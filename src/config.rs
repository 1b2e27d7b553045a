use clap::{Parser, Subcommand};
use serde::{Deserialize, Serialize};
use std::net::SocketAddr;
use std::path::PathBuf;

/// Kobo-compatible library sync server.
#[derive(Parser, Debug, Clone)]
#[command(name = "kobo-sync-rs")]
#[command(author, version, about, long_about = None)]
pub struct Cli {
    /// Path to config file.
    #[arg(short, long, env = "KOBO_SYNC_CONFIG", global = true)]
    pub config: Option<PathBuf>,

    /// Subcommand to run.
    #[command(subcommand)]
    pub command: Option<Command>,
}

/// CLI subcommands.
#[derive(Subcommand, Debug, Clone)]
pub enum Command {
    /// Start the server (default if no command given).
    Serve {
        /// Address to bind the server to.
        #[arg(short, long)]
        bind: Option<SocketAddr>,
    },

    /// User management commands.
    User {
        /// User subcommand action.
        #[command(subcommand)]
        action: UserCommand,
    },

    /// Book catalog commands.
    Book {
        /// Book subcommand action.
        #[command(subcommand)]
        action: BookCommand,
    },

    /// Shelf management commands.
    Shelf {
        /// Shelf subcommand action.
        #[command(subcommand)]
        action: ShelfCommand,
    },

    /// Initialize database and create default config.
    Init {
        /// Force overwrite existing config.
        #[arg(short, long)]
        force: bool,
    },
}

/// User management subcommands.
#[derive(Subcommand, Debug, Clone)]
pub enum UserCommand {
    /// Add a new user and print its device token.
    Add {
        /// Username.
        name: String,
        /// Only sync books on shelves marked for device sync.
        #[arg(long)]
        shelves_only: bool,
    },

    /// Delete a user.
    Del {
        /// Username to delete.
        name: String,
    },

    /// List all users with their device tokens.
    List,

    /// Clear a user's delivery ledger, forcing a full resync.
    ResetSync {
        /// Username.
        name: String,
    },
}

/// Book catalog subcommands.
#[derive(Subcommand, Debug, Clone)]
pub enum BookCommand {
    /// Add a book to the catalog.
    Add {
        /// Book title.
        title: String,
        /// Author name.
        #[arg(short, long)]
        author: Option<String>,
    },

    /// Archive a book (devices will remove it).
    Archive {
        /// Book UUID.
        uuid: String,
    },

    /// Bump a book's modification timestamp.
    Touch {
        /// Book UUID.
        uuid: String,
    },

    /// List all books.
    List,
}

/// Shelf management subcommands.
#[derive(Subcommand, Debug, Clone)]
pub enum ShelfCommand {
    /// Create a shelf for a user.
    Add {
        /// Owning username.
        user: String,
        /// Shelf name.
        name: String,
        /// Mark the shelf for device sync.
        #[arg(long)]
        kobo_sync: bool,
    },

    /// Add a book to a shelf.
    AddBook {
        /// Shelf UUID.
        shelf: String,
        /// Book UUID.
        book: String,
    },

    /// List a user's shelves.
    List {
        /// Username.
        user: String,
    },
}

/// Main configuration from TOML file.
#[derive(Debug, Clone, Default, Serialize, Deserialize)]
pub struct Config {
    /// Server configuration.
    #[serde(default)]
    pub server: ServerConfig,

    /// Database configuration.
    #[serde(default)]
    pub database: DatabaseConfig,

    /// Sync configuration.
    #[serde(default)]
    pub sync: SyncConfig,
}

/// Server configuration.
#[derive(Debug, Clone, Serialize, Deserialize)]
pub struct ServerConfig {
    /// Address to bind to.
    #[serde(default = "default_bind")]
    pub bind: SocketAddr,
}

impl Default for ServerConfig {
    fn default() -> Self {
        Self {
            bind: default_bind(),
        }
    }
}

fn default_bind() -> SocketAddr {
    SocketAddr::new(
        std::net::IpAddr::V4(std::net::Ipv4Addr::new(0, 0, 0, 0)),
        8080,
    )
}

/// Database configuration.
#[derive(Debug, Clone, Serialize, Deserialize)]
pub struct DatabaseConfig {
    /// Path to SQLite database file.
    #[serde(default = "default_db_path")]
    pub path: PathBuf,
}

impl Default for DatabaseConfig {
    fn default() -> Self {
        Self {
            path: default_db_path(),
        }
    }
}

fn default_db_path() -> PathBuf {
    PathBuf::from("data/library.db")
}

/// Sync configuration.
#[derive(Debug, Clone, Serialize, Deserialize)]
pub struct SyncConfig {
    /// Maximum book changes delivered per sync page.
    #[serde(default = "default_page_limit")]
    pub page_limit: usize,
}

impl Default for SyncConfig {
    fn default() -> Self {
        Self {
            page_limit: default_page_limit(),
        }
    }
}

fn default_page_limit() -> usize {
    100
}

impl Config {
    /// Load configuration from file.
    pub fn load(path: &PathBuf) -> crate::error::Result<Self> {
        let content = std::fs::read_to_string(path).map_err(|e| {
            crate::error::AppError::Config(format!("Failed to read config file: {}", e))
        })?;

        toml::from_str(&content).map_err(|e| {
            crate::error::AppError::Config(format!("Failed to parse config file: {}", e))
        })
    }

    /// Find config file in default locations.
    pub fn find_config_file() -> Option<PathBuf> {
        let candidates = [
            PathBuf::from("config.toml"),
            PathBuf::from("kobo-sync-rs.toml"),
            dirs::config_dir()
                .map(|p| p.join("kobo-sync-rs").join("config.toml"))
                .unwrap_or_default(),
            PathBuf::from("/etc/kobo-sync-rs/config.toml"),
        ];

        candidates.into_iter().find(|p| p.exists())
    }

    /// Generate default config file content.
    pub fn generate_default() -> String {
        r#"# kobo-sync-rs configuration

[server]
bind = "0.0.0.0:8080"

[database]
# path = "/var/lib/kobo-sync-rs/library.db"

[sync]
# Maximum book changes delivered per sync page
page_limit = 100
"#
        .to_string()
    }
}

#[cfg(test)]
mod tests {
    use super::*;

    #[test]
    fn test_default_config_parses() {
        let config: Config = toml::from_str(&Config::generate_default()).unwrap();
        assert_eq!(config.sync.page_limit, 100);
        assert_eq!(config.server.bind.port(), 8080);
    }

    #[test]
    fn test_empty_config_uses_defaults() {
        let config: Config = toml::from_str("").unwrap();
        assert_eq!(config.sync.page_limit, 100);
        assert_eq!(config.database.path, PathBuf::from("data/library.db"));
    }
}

——

Work instruction:
What is the number of lines in the listing that hold "Maximum"? Give that number and nothing more.

Answer for the task:
2